Les banquiers ont encore des doutes, notamment réglementaires. Est-ce justifié ?

La réglementation n’est qu’un paramètre dans la stratégie des banques. Pour l’essentiel, elle a déjà été prise en compte puisque le comité de Bâle a annoncé son calendrier. Il peut encore y avoir des changements. On l’a vu avec la loi bancaire qui a pris en considération les arguments, fondés, des banques françaises. Ce sont surtout les incertitudes liées aux ressources (fonds propres et dépôts), à la dégradation des coefficients d’exploitation, à la montée du coût du risque, à l’environnement macroéconomique et à la concurrence (y compris non bancaire) qui suscitent des interrogations dans les banques.

Sont-elles prêtes pour de nouveaux plans ?

Les groupes français se sont adaptés à leur nouvel environnement en réduisant très vite leurs bilans, ainsi qu’en ajustant certains métiers dans les banques de financement et d’investissement (BFI) et services financiers spécialisés. Ils se préparent désormais à redéfinir la taille de leurs réseaux où ils sont notamment confrontés au problème du Livret A. Toutefois, l’avancement n’est pas le même pour tous.

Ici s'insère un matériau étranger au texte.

pub mod config;
pub mod domain;
pub mod dtos;
pub mod handlers;
pub mod middleware;
pub mod models;
pub mod services;
pub mod startup;
pub mod utils;

use axum::{
    http::{header, HeaderValue, Method, Request},
    middleware::{from_fn, from_fn_with_state},
    routing::{get, post, put},
    Router,
};
use service_core::error::AppError;
use service_core::middleware::{
    metrics::metrics_middleware, security_headers::security_headers_middleware,
    tracing::request_id_middleware,
};
use std::sync::Arc;
use tower_http::{cors::CorsLayer, trace::TraceLayer};
use utoipa::{
    openapi::security::{HttpAuthScheme, HttpBuilder, SecurityScheme},
    Modify, OpenApi,
};
use utoipa_swagger_ui::SwaggerUi;

use crate::config::InvoicingConfig;
use crate::services::{
    AccountService, CatalogService, EmailProvider, EntitlementChecker, InvoiceService,
    InvoicingStore, JwtService, ReportService,
};

#[derive(OpenApi)]
#[openapi(
    paths(
        handlers::auth::register,
        handlers::auth::login,
        handlers::auth::verify_email,
        handlers::auth::forgot_password,
        handlers::auth::reset_password,
        handlers::me::get_me,
        handlers::me::update_me,
        handlers::me::change_password,
        handlers::activity::list_activity,
        handlers::company::get_company,
        handlers::company::update_company,
        handlers::company::update_invoice_settings,
        handlers::billing::list_plans,
        handlers::billing::get_subscription,
        handlers::billing::update_subscription,
        handlers::clients::list_clients,
        handlers::clients::create_client,
        handlers::clients::get_client,
        handlers::clients::update_client,
        handlers::clients::delete_client,
        handlers::products::list_products,
        handlers::products::create_product,
        handlers::products::get_product,
        handlers::products::update_product,
        handlers::products::delete_product,
        handlers::invoices::list_invoices,
        handlers::invoices::create_invoice,
        handlers::invoices::get_invoice,
        handlers::invoices::update_invoice,
        handlers::invoices::add_line_item,
        handlers::invoices::update_line_item,
        handlers::invoices::remove_line_item,
        handlers::invoices::send_invoice,
        handlers::invoices::record_payment,
        handlers::invoices::cancel_invoice,
        handlers::invoices::duplicate_invoice,
        handlers::invoices::remind_invoice,
        handlers::invoices::invoice_pdf,
        handlers::dashboard::dashboard,
        handlers::reports::revenue,
        handlers::reports::vat,
        handlers::reports::clients,
        handlers::reports::export_invoices,
        handlers::reports::export_vat,
    ),
    components(
        schemas(
            dtos::ErrorResponse,
            dtos::MessageResponse,
            dtos::auth::RegisterRequest,
            dtos::auth::LoginRequest,
            dtos::auth::ForgotPasswordRequest,
            dtos::auth::ResetPasswordRequest,
            dtos::auth::UpdateProfileRequest,
            dtos::auth::ChangePasswordRequest,
            dtos::auth::MeResponse,
            dtos::company::UpdateCompanyRequest,
            dtos::company::InvoiceSettingsRequest,
            dtos::company::PlanResponse,
            dtos::company::UpdateSubscriptionRequest,
            dtos::company::SubscriptionResponse,
            dtos::catalog::CreateClientRequest,
            dtos::catalog::UpdateClientRequest,
            dtos::catalog::ClientRemovalResponse,
            dtos::catalog::CreateProductRequest,
            dtos::catalog::UpdateProductRequest,
            dtos::invoices::InvoiceListResponse,
            dtos::invoices::LineItemRequest,
            dtos::invoices::CreateInvoiceRequest,
            dtos::invoices::UpdateInvoiceRequest,
            dtos::invoices::UpdateLineItemRequest,
            dtos::invoices::RecordPaymentRequest,
            domain::SubscriptionPlan,
            domain::PlanLimits,
            models::SanitizedUser,
            models::Company,
            models::Client,
            models::ClientType,
            models::ClientBalance,
            models::Product,
            models::ProductType,
            models::Invoice,
            models::InvoiceStatus,
            models::LineItem,
            models::ActivityLog,
            services::AuthSession,
            services::ClientDetail,
            services::InvoiceDetail,
            services::PlanUsage,
            services::entitlement::ResourceUsage,
            services::reports::Dashboard,
            services::reports::DashboardStats,
            services::reports::MonthlyRevenuePoint,
            services::reports::MonthlyRevenue,
            services::reports::ClientRevenue,
            services::reports::RevenueReport,
            services::reports::VatRateTotals,
            services::reports::VatReport,
            services::reports::ClientSummary,
        )
    ),
    modifiers(&SecurityAddon),
    tags(
        (name = "Authentication", description = "Registration, login and password recovery"),
        (name = "User", description = "Profile and activity of the signed-in user"),
        (name = "Company", description = "Seller details and invoice settings"),
        (name = "Billing", description = "Subscription plans and usage"),
        (name = "Clients", description = "Buyers invoiced by the company"),
        (name = "Products", description = "Catalogue of products and services"),
        (name = "Invoices", description = "Invoice drafting, delivery and payment"),
        (name = "Reports", description = "Dashboard, revenue and VAT reporting"),
    )
)]
pub struct ApiDoc;

struct SecurityAddon;

impl Modify for SecurityAddon {
    fn modify(&self, openapi: &mut utoipa::openapi::OpenApi) {
        if let Some(components) = openapi.components.as_mut() {
            components.add_security_scheme(
                "bearer_auth",
                SecurityScheme::Http(
                    HttpBuilder::new()
                        .scheme(HttpAuthScheme::Bearer)
                        .bearer_format("JWT")
                        .build(),
                ),
            );
        }
    }
}

#[derive(Clone)]
pub struct AppState {
    pub config: InvoicingConfig,
    pub store: Arc<dyn InvoicingStore>,
    pub email: Arc<dyn EmailProvider>,
    pub jwt: JwtService,
    pub accounts: AccountService,
    pub entitlements: EntitlementChecker,
    pub catalog: CatalogService,
    pub invoices: InvoiceService,
    pub reports: ReportService,
}

impl AppState {
    /// Wire the services over a store and mail transport.
    pub fn new(
        config: InvoicingConfig,
        store: Arc<dyn InvoicingStore>,
        email: Arc<dyn EmailProvider>,
    ) -> Result<Self, AppError> {
        let jwt = JwtService::new(&config.jwt).map_err(AppError::ConfigError)?;
        let entitlements = EntitlementChecker::new(store.clone());
        let accounts = AccountService::new(
            store.clone(),
            email.clone(),
            jwt.clone(),
            config.app_base_url.clone(),
        );
        let catalog = CatalogService::new(store.clone(), entitlements.clone());
        let invoices = InvoiceService::new(store.clone(), email.clone(), entitlements.clone());
        let reports = ReportService::new(store.clone(), invoices.clone(), entitlements.clone());

        Ok(Self {
            config,
            store,
            email,
            jwt,
            accounts,
            entitlements,
            catalog,
            invoices,
            reports,
        })
    }
}

fn cors_layer(origins: &[String]) -> CorsLayer {
    let origins: Vec<HeaderValue> = origins
        .iter()
        .filter_map(|origin| match origin.parse::<HeaderValue>() {
            Ok(value) => Some(value),
            Err(e) => {
                tracing::error!(origin = %origin, error = %e, "Ignoring invalid CORS origin");
                None
            }
        })
        .collect();

    CorsLayer::new()
        .allow_origin(origins)
        .allow_methods([
            Method::GET,
            Method::POST,
            Method::PUT,
            Method::DELETE,
            Method::OPTIONS,
        ])
        .allow_headers([header::AUTHORIZATION, header::CONTENT_TYPE])
}

pub fn build_router(state: AppState) -> Router {
    let protected = Router::new()
        .route(
            "/me",
            get(handlers::me::get_me).put(handlers::me::update_me),
        )
        .route("/me/password", post(handlers::me::change_password))
        .route("/activity", get(handlers::activity::list_activity))
        .route(
            "/company",
            get(handlers::company::get_company).put(handlers::company::update_company),
        )
        .route(
            "/company/invoice-settings",
            put(handlers::company::update_invoice_settings),
        )
        .route(
            "/billing/subscription",
            get(handlers::billing::get_subscription).put(handlers::billing::update_subscription),
        )
        .route(
            "/clients",
            get(handlers::clients::list_clients).post(handlers::clients::create_client),
        )
        .route(
            "/clients/:client_id",
            get(handlers::clients::get_client)
                .put(handlers::clients::update_client)
                .delete(handlers::clients::delete_client),
        )
        .route(
            "/products",
            get(handlers::products::list_products).post(handlers::products::create_product),
        )
        .route(
            "/products/:product_id",
            get(handlers::products::get_product)
                .put(handlers::products::update_product)
                .delete(handlers::products::delete_product),
        )
        .route(
            "/invoices",
            get(handlers::invoices::list_invoices).post(handlers::invoices::create_invoice),
        )
        .route(
            "/invoices/:invoice_id",
            get(handlers::invoices::get_invoice).put(handlers::invoices::update_invoice),
        )
        .route(
            "/invoices/:invoice_id/items",
            post(handlers::invoices::add_line_item),
        )
        .route(
            "/invoices/:invoice_id/items/:item_id",
            put(handlers::invoices::update_line_item).delete(handlers::invoices::remove_line_item),
        )
        .route("/invoices/:invoice_id/send", post(handlers::invoices::send_invoice))
        .route("/invoices/:invoice_id/pay", post(handlers::invoices::record_payment))
        .route("/invoices/:invoice_id/cancel", post(handlers::invoices::cancel_invoice))
        .route(
            "/invoices/:invoice_id/duplicate",
            post(handlers::invoices::duplicate_invoice),
        )
        .route("/invoices/:invoice_id/remind", post(handlers::invoices::remind_invoice))
        .route("/invoices/:invoice_id/pdf", get(handlers::invoices::invoice_pdf))
        .route("/dashboard", get(handlers::dashboard::dashboard))
        .route("/reports/revenue", get(handlers::reports::revenue))
        .route("/reports/vat", get(handlers::reports::vat))
        .route("/reports/clients", get(handlers::reports::clients))
        .route(
            "/reports/export/invoices",
            get(handlers::reports::export_invoices),
        )
        .route("/reports/export/vat", get(handlers::reports::export_vat))
        .layer(from_fn_with_state(
            state.clone(),
            middleware::auth_middleware,
        ));

    let cors = cors_layer(&state.config.allowed_origins);

    Router::new()
        .route("/health", get(handlers::health::health_check))
        .route("/ready", get(handlers::health::readiness_check))
        .route("/metrics", get(handlers::health::metrics_handler))
        .route("/auth/register", post(handlers::auth::register))
        .route("/auth/login", post(handlers::auth::login))
        .route("/auth/verify", get(handlers::auth::verify_email))
        .route("/auth/forgot-password", post(handlers::auth::forgot_password))
        .route("/auth/reset-password", post(handlers::auth::reset_password))
        .route("/billing/plans", get(handlers::billing::list_plans))
        .merge(protected)
        .merge(SwaggerUi::new("/docs").url("/.well-known/openapi.json", ApiDoc::openapi()))
        .with_state(state)
        // Add metrics middleware
        .layer(from_fn(metrics_middleware))
        // Add tracing layer
        .layer(
            TraceLayer::new_for_http().make_span_with(|request: &Request<_>| {
                let request_id = request
                    .headers()
                    .get("x-request-id")
                    .and_then(|value| value.to_str().ok())
                    .unwrap_or("-");

                tracing::info_span!(
                    "http_request",
                    request_id = %request_id,
                    method = %request.method(),
                    uri = %request.uri(),
                )
            }),
        )
        // Add tracing middleware for request_id
        .layer(from_fn(request_id_middleware))
        .layer(from_fn(security_headers_middleware))
        .layer(cors)
}
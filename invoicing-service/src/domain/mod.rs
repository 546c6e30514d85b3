//! Core invoicing rules: numbering, amounts, status lifecycle and plan limits.
//!
//! Everything here is synchronous and free of I/O. Persistence applies the
//! results under its own transactional guarantees.

pub mod calculator;
pub mod entitlement;
pub mod error;
pub mod lifecycle;
pub mod numbering;

pub use calculator::{
    calculate_invoice_totals, calculate_line, decimal_places, ensure_amount_in_range, round_currency,
    InvoiceTotals, LineAmounts, CURRENCY_DECIMAL_PLACES, MAX_QUANTITY, MAX_UNIT_PRICE,
    QUANTITY_DECIMAL_PLACES,
};
pub use entitlement::{is_within_limit, PlanLimits, ResourceKind, SubscriptionPlan, UNLIMITED};
pub use error::InvoiceError;
pub use lifecycle::{effective_status, ensure_editable, payment_reference, transition, InvoiceEvent};
pub use numbering::format_invoice_number;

Comment l’avenir va-t-il se dessiner ?

Les banques doivent annoncer leurs ambitions dans des métiers qui dépassent la scène domestique (BFI, gestion d’actifs, réseaux à l’étranger). Le recentrage et le repli constaté doivent laisser place à un discours sur les performances et les trajectoires pour les atteindre. Un plan stratégique doit donner une vision à trois ans. Même s’il est difficile de chiffrer de façon crédible un retour sur capital à cet horizon, il s’agit de réaliser un exercice comparable à celui d’UBS : annoncer une restructuration des métiers et géographies fondée sur de vrais choix et une structure de coûts adaptée à une industrie qui se normalise et est durablement soumise à de lourdes contraintes.